8. The landslide susceptibility prediction method based on multi-scale geographical weighted regression and spatial heterogeneous zoning as described in any one of claims 1 to 7, characterized in that, In step S5, the landslide susceptibility simulation is performed using spatially heterogeneous partitions as units, and the prediction quality assessment is completed through multi-dimensional indicators, including: Each spatially heterogeneous zone is treated as an independent unit, and the probability of landslide susceptibility is extrapolated separately. The simulation results are sequentially subjected to accuracy benchmark diagnosis, area rationality diagnosis and prediction uncertainty robustness mapping to complete the multidimensional prediction quality evaluation. The accuracy benchmark diagnosis method is as follows: construct the receiver operating characteristic curve, calculate the area under the curve, evaluate the local prediction accuracy within a single partition and the global comprehensive accuracy after splicing the probabilities of each partition, and establish the accuracy benchmark for susceptibility prediction. The method for diagnosing the rationality of the area is as follows: a prediction efficiency curve is constructed with the cumulative proportion of the area of ​​the high-risk interval as the horizontal axis and the cumulative proportion of the corresponding historical landslides as the vertical axis. The rationality of the predicted area distribution is quantitatively evaluated based on the criteria that the high-risk interval is small and the area covers more historical landslide points. The method for mapping the robustness of prediction uncertainty is as follows: multiple independent datasets are generated by stratified random sampling within each partition, and the training set and validation set are divided proportionally. Multiple landslide susceptibility probability values ​​are obtained by repeatedly running the classifier. The mean and standard deviation of the prediction probability for each spatial location are calculated to achieve robustness assessment of the prediction results.

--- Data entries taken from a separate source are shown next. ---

#[async_trait]
impl ValidatorManager for ExternalSigner {
    async fn init_registration(&self, request: &L1Registration) -> Result<InitRegistration> {
        let out = self
            .request(
                "init-validator-registration",
                json!({
                    "subnetID": request.subnet_id,
                    "nodeID": request.node_id,
                    "weight": request.weight,
                    "blsPublicKey": request.pop.public_key,
                    "expiry": request.expiry,
                }),
            )
            .await?;
        let validation_id = out
            .get("validationID")
            .and_then(Value::as_str)
            .context("Signer reply has no validationID")?;
        let unsigned_message = out
            .get("unsignedMessage")
            .and_then(Value::as_str)
            .context("Signer reply has no unsignedMessage")?;
        Ok(InitRegistration {
            validation_id: ValidationId(validation_id.to_string()),
            unsigned_message: unsigned_message.to_string(),
        })
    }

    async fn registration_ack(&self, validation_id: &ValidationId) -> Result<String> {
        let out = self
            .request("registration-ack", json!({"validationID": validation_id.0}))
            .await?;
        out.get("unsignedMessage")
            .and_then(Value::as_str)
            .map(str::to_string)
            .context("Signer reply has no unsignedMessage")
    }

    async fn finish_registration(&self, validation_id: &ValidationId, signed_ack: &str) -> Result<()> {
        self.request(
            "finish-validator-registration",
            json!({"validationID": validation_id.0, "signedMessage": signed_ack}),
        )
        .await?;
        Ok(())
    }
}

// ============================================================================
// Signature aggregator
// ============================================================================

/// Client for a signature-aggregator service's `POST /aggregate-signatures`.
pub struct HttpAggregator {
    url: String,
    http: reqwest::Client,
    quorum_percentage: u32,
}

impl HttpAggregator {
    pub fn new(base_url: &str) -> Result<Self> {
        let http = reqwest::Client::builder()
            .user_agent(concat!("avafleet/", env!("CARGO_PKG_VERSION")))
            .timeout(Duration::from_secs(120))
            .build()
            .context("Failed to build HTTP client")?;
        Ok(Self {
            url: format!("{}/aggregate-signatures", base_url.trim_end_matches('/')),
            http,
            quorum_percentage: 67,
        })
    }
}

#[async_trait]
impl SignatureAggregator for HttpAggregator {
    async fn aggregate(
        &self,
        unsigned_message: &str,
        justification: &str,
        signing_subnet_id: &str,
    ) -> Result<String> {
        let body = json!({
            "message": unsigned_message,
            "justification": justification,
            "signing-subnet-id": signing_subnet_id,
            "quorum-percentage": self.quorum_percentage,
        });
        let resp = self
            .http
            .post(&self.url)
            .json(&body)
            .send()
            .await
            .with_context(|| format!("Signature aggregation request failed: {}", self.url))?;
        let status = resp.status();
        if !status.is_success() {
            let text = resp.text().await.unwrap_or_default();
            anyhow::bail!("HTTP {} from signature aggregator: {}", status, text.trim());
        }
        let value: Value = resp
            .json()
            .await
            .context("Failed to parse aggregator response")?;
        value
            .get("signed-message")
            .and_then(Value::as_str)
            .map(str::to_string)
            .context("Aggregator response has no signed-message")
    }
}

9. An electronic device comprising a processor and a memory; wherein the memory stores a computer program; characterized in that, When the processor executes the computer program, it implements the steps in the landslide susceptibility prediction method based on multi-scale geographical weighted regression and spatial heterogeneous zoning as described in any one of claims 1 to 8.

10. A computer-readable storage medium having a computer program stored thereon; characterized in that, When the computer program is executed by the processor, it implements the steps in the landslide susceptibility prediction method based on multi-scale geographical weighted regression and spatial heterogeneity zoning as described in any one of claims 1 to 8.